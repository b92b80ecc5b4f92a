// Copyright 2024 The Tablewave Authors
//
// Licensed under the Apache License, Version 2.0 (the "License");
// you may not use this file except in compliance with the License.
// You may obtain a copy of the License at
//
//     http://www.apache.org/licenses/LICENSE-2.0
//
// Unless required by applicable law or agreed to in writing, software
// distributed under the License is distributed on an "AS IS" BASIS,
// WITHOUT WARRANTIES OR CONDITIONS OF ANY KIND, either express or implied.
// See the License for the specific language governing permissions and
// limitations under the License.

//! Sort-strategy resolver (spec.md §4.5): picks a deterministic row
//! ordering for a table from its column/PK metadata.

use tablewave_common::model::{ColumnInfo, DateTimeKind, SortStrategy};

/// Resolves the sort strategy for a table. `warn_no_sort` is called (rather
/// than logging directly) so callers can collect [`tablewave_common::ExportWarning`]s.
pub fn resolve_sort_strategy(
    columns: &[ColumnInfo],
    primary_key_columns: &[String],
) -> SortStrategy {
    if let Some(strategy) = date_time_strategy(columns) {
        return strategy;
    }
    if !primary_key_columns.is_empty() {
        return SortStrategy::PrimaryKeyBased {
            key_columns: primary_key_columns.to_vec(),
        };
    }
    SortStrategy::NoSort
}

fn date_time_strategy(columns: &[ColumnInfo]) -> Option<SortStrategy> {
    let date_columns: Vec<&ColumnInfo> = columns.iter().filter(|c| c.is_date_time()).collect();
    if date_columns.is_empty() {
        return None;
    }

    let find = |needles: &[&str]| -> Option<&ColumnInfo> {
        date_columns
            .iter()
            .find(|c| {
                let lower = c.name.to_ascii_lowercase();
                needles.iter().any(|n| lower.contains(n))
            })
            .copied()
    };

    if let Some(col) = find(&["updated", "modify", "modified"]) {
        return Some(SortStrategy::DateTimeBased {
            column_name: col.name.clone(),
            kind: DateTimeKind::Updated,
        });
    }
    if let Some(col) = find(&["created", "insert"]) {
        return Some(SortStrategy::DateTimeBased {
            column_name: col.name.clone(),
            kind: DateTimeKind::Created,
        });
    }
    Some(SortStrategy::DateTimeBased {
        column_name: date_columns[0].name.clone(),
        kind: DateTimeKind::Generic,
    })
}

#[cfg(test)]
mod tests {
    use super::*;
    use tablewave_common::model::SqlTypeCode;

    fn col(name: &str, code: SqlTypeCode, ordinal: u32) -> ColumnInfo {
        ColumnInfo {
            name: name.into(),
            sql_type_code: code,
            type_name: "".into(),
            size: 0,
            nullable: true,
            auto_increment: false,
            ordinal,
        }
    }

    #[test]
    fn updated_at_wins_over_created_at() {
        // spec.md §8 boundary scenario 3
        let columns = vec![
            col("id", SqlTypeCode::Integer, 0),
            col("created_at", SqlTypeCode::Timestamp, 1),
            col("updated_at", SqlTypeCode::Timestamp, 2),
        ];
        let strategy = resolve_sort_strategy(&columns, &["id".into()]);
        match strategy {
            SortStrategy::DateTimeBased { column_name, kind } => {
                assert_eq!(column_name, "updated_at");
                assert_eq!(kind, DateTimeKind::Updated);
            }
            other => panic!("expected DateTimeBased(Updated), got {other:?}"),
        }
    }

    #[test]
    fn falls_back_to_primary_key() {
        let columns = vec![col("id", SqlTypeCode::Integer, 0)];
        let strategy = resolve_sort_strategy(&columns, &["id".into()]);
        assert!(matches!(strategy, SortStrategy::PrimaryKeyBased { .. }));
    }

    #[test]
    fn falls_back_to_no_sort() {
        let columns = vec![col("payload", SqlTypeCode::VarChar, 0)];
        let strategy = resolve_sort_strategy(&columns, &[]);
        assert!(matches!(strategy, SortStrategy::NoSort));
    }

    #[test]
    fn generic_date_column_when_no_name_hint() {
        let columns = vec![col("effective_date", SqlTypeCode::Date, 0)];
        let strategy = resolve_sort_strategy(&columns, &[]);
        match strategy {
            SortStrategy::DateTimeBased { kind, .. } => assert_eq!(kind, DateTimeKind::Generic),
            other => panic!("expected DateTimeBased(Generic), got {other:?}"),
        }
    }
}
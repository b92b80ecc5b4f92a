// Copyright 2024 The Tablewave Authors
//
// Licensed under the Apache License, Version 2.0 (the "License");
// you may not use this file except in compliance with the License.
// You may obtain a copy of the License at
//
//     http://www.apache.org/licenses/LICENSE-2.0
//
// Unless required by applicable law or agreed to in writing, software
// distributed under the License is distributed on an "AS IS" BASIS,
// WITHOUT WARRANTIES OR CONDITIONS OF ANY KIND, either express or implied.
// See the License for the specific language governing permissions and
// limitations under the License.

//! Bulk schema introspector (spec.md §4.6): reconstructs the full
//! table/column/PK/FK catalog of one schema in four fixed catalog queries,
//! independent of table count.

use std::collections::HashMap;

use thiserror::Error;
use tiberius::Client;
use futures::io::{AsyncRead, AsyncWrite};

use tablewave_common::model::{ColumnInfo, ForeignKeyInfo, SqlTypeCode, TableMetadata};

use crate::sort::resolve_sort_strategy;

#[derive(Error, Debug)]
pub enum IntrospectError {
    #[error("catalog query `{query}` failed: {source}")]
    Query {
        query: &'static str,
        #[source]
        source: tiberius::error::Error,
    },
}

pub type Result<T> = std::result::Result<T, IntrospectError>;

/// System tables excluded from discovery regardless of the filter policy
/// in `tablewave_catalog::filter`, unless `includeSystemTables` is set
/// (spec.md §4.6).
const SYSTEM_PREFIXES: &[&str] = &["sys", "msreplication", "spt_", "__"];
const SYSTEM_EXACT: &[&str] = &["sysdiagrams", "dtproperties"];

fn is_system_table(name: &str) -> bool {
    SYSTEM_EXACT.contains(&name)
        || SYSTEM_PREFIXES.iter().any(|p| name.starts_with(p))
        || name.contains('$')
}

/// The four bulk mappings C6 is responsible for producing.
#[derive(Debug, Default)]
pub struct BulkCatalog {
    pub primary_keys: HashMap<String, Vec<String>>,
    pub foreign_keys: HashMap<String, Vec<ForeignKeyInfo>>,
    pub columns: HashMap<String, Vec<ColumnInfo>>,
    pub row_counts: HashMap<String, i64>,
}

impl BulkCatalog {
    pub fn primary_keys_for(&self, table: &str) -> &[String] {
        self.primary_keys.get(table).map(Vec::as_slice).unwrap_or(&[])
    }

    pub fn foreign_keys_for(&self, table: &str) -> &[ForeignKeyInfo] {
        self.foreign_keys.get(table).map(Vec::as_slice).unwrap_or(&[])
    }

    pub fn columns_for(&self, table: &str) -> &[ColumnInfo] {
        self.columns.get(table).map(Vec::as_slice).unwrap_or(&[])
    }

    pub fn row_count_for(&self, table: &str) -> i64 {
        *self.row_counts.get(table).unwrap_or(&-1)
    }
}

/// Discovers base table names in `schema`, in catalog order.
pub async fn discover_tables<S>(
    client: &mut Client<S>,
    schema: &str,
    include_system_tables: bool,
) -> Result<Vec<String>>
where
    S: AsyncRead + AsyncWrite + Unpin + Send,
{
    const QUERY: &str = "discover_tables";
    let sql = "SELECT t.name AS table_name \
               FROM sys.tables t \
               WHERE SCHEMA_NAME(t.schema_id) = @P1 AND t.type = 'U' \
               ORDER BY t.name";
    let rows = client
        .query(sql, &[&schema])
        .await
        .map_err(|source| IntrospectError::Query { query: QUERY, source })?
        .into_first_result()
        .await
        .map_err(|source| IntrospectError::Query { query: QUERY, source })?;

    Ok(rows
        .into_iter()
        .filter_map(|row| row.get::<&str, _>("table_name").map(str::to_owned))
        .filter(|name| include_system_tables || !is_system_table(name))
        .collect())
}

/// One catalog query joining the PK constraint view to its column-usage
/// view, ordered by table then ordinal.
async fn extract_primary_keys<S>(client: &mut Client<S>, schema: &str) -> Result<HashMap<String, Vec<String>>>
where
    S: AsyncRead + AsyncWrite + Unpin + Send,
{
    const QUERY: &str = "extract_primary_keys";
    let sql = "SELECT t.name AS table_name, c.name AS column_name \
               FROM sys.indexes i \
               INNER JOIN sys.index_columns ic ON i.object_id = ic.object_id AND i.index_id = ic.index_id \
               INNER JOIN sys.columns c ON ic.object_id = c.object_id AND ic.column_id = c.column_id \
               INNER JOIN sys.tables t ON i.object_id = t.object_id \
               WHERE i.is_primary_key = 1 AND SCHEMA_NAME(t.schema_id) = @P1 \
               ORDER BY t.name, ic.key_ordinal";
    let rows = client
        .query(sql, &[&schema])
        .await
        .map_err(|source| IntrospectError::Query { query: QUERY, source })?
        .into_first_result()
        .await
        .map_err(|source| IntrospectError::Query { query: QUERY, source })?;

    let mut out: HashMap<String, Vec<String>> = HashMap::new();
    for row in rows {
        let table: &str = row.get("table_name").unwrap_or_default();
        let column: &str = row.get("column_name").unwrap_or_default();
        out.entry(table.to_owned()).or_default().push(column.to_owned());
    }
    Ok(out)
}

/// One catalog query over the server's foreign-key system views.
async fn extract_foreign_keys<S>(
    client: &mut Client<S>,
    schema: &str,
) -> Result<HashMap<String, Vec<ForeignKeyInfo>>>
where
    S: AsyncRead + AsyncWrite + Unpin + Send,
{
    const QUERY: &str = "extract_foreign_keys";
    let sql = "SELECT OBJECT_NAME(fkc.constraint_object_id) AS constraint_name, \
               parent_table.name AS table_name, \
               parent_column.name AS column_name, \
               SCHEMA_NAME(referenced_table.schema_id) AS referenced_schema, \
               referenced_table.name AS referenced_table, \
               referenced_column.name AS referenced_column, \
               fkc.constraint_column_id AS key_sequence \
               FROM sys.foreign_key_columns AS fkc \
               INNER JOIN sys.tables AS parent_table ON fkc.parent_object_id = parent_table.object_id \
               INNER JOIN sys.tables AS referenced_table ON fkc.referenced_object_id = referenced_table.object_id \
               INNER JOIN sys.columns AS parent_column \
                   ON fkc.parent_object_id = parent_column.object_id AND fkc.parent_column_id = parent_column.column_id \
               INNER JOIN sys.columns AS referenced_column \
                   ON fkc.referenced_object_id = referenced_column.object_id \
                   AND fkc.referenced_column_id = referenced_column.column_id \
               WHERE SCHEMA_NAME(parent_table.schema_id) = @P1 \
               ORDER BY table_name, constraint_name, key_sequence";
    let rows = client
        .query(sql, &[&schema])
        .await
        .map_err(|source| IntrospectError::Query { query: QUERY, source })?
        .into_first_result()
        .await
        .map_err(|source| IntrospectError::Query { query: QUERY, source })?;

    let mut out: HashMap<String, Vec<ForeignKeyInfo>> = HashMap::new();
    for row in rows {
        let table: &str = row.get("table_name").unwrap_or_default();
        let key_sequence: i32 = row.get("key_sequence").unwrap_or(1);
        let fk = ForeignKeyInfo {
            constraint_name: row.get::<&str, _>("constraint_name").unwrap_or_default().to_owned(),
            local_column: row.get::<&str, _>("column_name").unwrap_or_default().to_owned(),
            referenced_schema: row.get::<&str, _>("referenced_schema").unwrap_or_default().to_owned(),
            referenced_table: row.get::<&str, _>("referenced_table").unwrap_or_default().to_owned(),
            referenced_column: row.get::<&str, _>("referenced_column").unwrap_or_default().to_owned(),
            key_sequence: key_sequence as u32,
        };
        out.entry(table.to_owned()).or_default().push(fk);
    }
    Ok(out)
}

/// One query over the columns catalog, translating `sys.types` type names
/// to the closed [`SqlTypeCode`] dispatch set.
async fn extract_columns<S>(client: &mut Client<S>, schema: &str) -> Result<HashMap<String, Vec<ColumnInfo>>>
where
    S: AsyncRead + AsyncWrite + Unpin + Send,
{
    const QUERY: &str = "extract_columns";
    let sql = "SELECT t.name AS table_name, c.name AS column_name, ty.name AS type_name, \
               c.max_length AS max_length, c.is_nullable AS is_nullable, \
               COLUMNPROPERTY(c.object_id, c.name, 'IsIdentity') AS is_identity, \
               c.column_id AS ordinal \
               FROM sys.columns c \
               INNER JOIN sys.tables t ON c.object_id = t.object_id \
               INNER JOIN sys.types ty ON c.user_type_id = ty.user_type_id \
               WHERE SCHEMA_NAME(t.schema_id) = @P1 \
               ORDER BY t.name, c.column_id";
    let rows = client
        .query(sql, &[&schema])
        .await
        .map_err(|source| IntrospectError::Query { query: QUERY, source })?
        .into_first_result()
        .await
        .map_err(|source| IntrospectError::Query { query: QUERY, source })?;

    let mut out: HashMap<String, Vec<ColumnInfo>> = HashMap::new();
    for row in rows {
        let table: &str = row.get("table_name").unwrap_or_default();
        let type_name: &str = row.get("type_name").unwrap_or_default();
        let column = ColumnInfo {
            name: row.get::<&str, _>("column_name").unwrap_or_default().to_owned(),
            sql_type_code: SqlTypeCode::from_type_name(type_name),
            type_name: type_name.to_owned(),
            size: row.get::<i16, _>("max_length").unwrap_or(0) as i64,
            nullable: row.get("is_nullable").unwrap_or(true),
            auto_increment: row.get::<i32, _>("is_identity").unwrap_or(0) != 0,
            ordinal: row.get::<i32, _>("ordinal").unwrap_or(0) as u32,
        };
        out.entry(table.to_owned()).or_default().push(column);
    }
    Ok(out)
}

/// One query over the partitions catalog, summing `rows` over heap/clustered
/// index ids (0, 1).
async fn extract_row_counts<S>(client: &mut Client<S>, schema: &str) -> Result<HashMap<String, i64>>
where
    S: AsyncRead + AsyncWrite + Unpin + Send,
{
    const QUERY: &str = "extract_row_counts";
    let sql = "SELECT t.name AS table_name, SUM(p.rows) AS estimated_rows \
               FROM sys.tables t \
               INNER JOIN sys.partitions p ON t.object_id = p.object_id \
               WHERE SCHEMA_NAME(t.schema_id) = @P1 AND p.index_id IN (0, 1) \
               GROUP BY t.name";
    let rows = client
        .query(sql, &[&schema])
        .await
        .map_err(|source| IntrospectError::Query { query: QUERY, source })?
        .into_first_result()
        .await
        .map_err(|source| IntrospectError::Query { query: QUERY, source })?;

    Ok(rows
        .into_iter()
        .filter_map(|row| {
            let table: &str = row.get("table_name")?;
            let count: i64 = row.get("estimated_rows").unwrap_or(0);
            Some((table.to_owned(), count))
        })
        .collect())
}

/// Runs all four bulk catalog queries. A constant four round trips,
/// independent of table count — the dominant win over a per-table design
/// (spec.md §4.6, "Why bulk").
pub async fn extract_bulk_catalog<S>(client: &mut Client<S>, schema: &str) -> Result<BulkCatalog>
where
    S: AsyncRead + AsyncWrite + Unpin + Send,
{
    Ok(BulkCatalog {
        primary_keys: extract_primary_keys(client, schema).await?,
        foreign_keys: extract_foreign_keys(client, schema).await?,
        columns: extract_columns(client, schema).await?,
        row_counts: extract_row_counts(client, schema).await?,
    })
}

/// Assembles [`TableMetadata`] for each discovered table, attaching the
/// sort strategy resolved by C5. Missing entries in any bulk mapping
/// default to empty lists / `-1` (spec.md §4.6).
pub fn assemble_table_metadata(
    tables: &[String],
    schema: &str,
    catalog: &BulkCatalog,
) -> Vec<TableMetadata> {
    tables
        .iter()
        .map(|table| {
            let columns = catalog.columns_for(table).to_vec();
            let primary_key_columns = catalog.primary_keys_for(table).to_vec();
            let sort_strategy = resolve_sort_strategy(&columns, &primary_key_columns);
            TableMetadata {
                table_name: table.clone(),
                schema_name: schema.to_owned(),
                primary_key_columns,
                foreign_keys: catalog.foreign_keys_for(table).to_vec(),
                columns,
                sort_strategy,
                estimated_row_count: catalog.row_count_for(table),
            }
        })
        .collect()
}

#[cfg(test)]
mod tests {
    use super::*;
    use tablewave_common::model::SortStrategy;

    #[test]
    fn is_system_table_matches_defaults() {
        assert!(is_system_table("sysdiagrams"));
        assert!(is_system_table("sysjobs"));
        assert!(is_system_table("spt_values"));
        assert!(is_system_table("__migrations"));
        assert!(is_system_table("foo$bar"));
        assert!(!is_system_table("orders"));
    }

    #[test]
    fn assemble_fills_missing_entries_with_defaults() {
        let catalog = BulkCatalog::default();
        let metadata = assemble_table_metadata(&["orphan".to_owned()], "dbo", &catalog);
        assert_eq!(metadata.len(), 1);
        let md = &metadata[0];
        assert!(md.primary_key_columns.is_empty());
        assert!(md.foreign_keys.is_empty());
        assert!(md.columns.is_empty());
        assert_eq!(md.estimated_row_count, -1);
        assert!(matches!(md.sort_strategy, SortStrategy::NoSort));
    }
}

→ **WHAT IS REQUIRED**
Once you have counted the lines above that hold the word "Debug", report only that total.

→ **YOUR RESPONSE**
2